-- Assigned task --
Reproduce the first line of the material below and each line after it, exactly, through the line containing "let Ok(mut reg) = registry.try_borrow_mut()", and give nothing more.

▬▬▬▬▬▬

use std::cell::Cell;
use std::rc::Rc;

use crate::registry::{InstanceId, ShaderInstance, SharedRegistry};

/// A slot in the resource registry, held for as long as this value lives.
///
/// Dropping an admission unregisters it unless the registry already evicted
/// it. Eviction only flips a flag; the owning surface notices on its next
/// frame, or before rebuilding after a context loss, and falls back.
#[derive(Debug)]
pub struct Admission {
    registry: SharedRegistry,
    id: InstanceId,
    evicted: Rc<Cell<bool>>,
}

impl Admission {
    /// Ask `registry` for a slot at `priority`. `None` if rejected.
    pub fn request(registry: &SharedRegistry, priority: i32) -> Option<Self> {
        let evicted = Rc::new(Cell::new(false));
        let flag = Rc::clone(&evicted);
        let Ok(mut reg) = registry.try_borrow_mut() else {
            log::debug!("registry busy, admission at priority {priority} refused");
            return None;
        };
        let id = reg.allocate_id();
        let instance = ShaderInstance::new(id.clone(), priority, reg.now())
            .on_evict(move || flag.set(true));
        if !reg.register(instance) {
            log::warn!("registry rejected {id} at priority {priority}");
            return None;
        }
        drop(reg);
        Some(Self {
            registry: Rc::clone(registry),
            id,
            evicted,
        })
    }

    /// Registry id of this slot.
    pub fn id(&self) -> &InstanceId {
        &self.id
    }

    /// Whether the registry evicted this slot.
    pub fn is_evicted(&self) -> bool {
        self.evicted.get()
    }

    /// Refresh the slot's last-visible time.
    pub fn mark_visible(&self) {
        if let Ok(mut reg) = self.registry.try_borrow_mut() {
            reg.update_visibility(&self.id);
        }
    }
}

impl Drop for Admission {
    fn drop(&mut self) {
        if self.evicted.get() {
            return;
        }
        if let Ok(mut reg) = self.registry.try_borrow_mut() {
            reg.unregister(&self.id);
        }
    }
}

#[cfg(test)]
mod tests {
    use super::*;
    use crate::registry::{
        ManualClock, RegistryConfig, ResourceRegistry, ShaderPriority,
    };

    fn shared(max_instances: usize, clock: &ManualClock) -> SharedRegistry {
        ResourceRegistry::with_clock(
            RegistryConfig {
                max_instances,
                ..RegistryConfig::default()
            },
            clock.clone(),
        )
        .into_shared()
    }

    #[test]
    fn drop_releases_the_slot() {
        let clock = ManualClock::starting_at(10_000);
        let registry = shared(2, &clock);
        let a = Admission::request(&registry, ShaderPriority::Medium.value());
        assert!(a.is_some());
        assert_eq!(registry.borrow().active_count(), 1);
        drop(a);
        assert_eq!(registry.borrow().active_count(), 0);
    }

    #[test]
    fn busy_registry_refuses_without_registering() {
        let clock = ManualClock::starting_at(10_000);
        let registry = shared(2, &clock);
        {
            let _held = registry.borrow_mut();
            assert!(
                Admission::request(&registry, ShaderPriority::High.value())
                    .is_none()
            );
        }
        assert_eq!(registry.borrow().active_count(), 0);
        assert!(registry.borrow().can_register(ShaderPriority::High.value()));
    }

    #[test]
    fn eviction_sets_flag_and_drop_is_quiet() {
        let clock = ManualClock::starting_at(10_000);
        let registry = shared(1, &clock);
        let low = Admission::request(&registry, ShaderPriority::Low.value())
            .unwrap();
        clock.advance(5_000);
        let high = Admission::request(&registry, ShaderPriority::High.value())
            .unwrap();
        assert!(low.is_evicted());
        assert!(!high.is_evicted());
        drop(low);
        assert!(registry.borrow().contains(high.id()));
        assert_eq!(registry.borrow().active_count(), 1);
    }

    #[test]
    fn rejection_returns_none() {
        let clock = ManualClock::starting_at(10_000);
        let registry = shared(1, &clock);
        let _high = Admission::request(&registry, ShaderPriority::High.value())
            .unwrap();
        assert!(
            Admission::request(&registry, ShaderPriority::Low.value()).is_none()
        );
        assert_eq!(registry.borrow().active_count(), 1);
    }
}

▬▬▬▬▬▬

-- Reply to the task --
use std::cell::Cell;
use std::rc::Rc;

use crate::registry::{InstanceId, ShaderInstance, SharedRegistry};

/// A slot in the resource registry, held for as long as this value lives.
///
/// Dropping an admission unregisters it unless the registry already evicted
/// it. Eviction only flips a flag; the owning surface notices on its next
/// frame, or before rebuilding after a context loss, and falls back.
#[derive(Debug)]
pub struct Admission {
    registry: SharedRegistry,
    id: InstanceId,
    evicted: Rc<Cell<bool>>,
}

impl Admission {
    /// Ask `registry` for a slot at `priority`. `None` if rejected.
    pub fn request(registry: &SharedRegistry, priority: i32) -> Option<Self> {
        let evicted = Rc::new(Cell::new(false));
        let flag = Rc::clone(&evicted);
        let Ok(mut reg) = registry.try_borrow_mut() else {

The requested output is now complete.